## Exercise details
Search the entries for the word "handlers" and pull out each line that has it.
══ Input data
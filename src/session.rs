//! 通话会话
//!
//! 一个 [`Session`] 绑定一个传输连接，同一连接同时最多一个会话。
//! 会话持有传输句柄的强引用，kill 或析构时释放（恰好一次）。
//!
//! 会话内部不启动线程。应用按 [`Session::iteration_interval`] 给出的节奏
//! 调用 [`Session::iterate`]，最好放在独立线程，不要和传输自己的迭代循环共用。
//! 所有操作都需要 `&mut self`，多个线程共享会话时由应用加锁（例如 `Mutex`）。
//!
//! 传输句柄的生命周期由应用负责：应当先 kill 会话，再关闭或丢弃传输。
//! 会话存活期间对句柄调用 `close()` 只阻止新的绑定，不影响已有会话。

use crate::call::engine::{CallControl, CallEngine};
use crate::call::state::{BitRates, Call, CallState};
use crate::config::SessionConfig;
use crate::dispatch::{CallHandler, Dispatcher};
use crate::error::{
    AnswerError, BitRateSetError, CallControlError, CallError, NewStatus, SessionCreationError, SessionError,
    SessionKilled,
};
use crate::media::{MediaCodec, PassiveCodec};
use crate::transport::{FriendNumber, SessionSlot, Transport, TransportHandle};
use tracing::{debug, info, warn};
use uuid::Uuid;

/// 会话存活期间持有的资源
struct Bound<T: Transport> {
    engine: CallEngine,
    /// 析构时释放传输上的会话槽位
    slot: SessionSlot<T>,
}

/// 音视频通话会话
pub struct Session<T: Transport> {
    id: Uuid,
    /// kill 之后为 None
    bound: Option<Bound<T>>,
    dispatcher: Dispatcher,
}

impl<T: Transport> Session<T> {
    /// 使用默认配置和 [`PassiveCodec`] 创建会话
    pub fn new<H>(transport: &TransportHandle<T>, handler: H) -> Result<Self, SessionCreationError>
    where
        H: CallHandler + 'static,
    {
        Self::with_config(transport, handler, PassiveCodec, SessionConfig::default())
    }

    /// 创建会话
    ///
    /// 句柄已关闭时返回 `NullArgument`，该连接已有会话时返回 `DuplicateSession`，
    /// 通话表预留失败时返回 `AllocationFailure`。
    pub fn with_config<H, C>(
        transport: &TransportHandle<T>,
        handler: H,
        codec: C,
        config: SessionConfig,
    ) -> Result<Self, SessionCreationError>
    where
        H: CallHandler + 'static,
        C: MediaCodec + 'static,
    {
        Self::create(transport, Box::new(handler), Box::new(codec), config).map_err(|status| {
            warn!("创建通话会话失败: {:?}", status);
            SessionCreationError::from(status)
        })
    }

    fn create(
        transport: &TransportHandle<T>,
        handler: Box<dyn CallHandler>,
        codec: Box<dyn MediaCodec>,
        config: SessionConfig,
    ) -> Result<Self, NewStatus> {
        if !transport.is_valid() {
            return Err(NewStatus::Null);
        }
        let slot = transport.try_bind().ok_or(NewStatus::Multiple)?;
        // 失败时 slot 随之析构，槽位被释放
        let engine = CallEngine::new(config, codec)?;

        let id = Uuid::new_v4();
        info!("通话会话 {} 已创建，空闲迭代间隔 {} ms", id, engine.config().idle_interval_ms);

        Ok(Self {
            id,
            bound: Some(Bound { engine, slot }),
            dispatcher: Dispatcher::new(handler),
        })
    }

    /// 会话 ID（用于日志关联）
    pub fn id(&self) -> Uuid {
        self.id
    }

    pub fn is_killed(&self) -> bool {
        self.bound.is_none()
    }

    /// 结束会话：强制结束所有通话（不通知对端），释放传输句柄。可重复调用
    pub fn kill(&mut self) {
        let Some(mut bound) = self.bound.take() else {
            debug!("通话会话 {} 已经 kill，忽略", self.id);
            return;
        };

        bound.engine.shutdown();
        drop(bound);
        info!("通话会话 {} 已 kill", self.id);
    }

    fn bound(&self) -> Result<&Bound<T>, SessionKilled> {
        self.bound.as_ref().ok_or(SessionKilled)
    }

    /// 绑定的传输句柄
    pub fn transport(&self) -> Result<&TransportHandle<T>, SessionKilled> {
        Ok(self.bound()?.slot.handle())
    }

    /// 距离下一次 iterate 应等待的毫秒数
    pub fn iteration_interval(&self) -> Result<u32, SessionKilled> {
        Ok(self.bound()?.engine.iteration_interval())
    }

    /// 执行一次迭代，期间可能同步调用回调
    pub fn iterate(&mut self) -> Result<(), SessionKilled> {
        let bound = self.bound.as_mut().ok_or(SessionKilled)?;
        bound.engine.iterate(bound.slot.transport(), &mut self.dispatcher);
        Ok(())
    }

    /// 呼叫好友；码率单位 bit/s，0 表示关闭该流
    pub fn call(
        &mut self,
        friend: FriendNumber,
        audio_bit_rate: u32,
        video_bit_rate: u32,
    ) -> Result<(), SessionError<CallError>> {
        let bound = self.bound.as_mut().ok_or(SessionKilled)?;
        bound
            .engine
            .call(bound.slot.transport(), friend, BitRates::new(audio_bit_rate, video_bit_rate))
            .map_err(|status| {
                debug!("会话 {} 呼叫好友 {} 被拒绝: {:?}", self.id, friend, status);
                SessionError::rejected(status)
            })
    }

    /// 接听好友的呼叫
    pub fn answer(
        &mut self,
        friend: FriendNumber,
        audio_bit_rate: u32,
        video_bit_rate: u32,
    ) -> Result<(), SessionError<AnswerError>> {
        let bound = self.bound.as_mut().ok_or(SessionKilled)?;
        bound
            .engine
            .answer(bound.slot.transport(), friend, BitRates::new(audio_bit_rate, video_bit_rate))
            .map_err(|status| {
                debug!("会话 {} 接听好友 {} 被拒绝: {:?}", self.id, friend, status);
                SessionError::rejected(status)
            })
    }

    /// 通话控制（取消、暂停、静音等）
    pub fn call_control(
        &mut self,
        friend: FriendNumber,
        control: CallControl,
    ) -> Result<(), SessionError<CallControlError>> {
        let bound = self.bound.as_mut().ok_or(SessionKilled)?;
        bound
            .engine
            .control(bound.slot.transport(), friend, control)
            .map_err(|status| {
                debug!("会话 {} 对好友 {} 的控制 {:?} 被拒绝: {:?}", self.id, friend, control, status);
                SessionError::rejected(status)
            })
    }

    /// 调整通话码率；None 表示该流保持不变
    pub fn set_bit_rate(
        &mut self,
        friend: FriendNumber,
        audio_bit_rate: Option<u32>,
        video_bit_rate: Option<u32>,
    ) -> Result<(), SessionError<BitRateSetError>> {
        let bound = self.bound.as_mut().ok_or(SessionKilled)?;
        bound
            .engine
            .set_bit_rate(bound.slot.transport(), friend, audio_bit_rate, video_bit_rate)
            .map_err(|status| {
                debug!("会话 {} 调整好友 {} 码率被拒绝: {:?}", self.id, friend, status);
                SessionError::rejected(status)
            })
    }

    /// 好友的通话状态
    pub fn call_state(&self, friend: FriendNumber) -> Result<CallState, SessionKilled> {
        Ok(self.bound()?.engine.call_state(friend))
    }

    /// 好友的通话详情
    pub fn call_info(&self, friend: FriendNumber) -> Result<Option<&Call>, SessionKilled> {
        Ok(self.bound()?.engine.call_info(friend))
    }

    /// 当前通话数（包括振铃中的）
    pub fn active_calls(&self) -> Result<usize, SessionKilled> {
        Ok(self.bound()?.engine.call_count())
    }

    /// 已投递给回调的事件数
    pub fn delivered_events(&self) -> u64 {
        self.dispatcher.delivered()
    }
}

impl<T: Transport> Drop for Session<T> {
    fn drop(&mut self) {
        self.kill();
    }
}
════
══ Input data
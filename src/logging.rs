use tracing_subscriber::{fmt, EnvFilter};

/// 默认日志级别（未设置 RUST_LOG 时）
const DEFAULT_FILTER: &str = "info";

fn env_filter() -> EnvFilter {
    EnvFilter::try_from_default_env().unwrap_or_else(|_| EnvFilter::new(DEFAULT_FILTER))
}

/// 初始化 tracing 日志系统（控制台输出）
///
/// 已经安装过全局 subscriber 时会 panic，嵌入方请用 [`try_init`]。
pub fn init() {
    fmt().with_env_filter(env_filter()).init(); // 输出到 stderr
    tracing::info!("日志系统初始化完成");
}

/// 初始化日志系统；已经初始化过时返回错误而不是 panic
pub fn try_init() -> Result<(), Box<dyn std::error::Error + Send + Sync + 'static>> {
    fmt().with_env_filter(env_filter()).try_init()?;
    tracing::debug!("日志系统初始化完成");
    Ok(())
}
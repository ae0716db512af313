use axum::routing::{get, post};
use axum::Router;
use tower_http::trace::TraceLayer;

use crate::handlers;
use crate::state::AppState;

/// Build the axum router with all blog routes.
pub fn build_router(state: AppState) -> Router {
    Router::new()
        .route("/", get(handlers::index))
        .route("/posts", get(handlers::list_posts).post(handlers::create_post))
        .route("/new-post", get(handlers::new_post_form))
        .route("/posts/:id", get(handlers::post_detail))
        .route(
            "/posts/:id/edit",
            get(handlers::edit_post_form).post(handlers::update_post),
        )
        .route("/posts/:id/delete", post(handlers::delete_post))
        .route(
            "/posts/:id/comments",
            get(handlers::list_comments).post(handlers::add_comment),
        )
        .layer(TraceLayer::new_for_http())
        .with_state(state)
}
════
## Expected answer
use crate::handlers;
        .route("/", get(handlers::index))
        .route("/posts", get(handlers::list_posts).post(handlers::create_post))
        .route("/new-post", get(handlers::new_post_form))
        .route("/posts/:id", get(handlers::post_detail))
            get(handlers::edit_post_form).post(handlers::update_post),
        .route("/posts/:id/delete", post(handlers::delete_post))
            get(handlers::list_comments).post(handlers::add_comment),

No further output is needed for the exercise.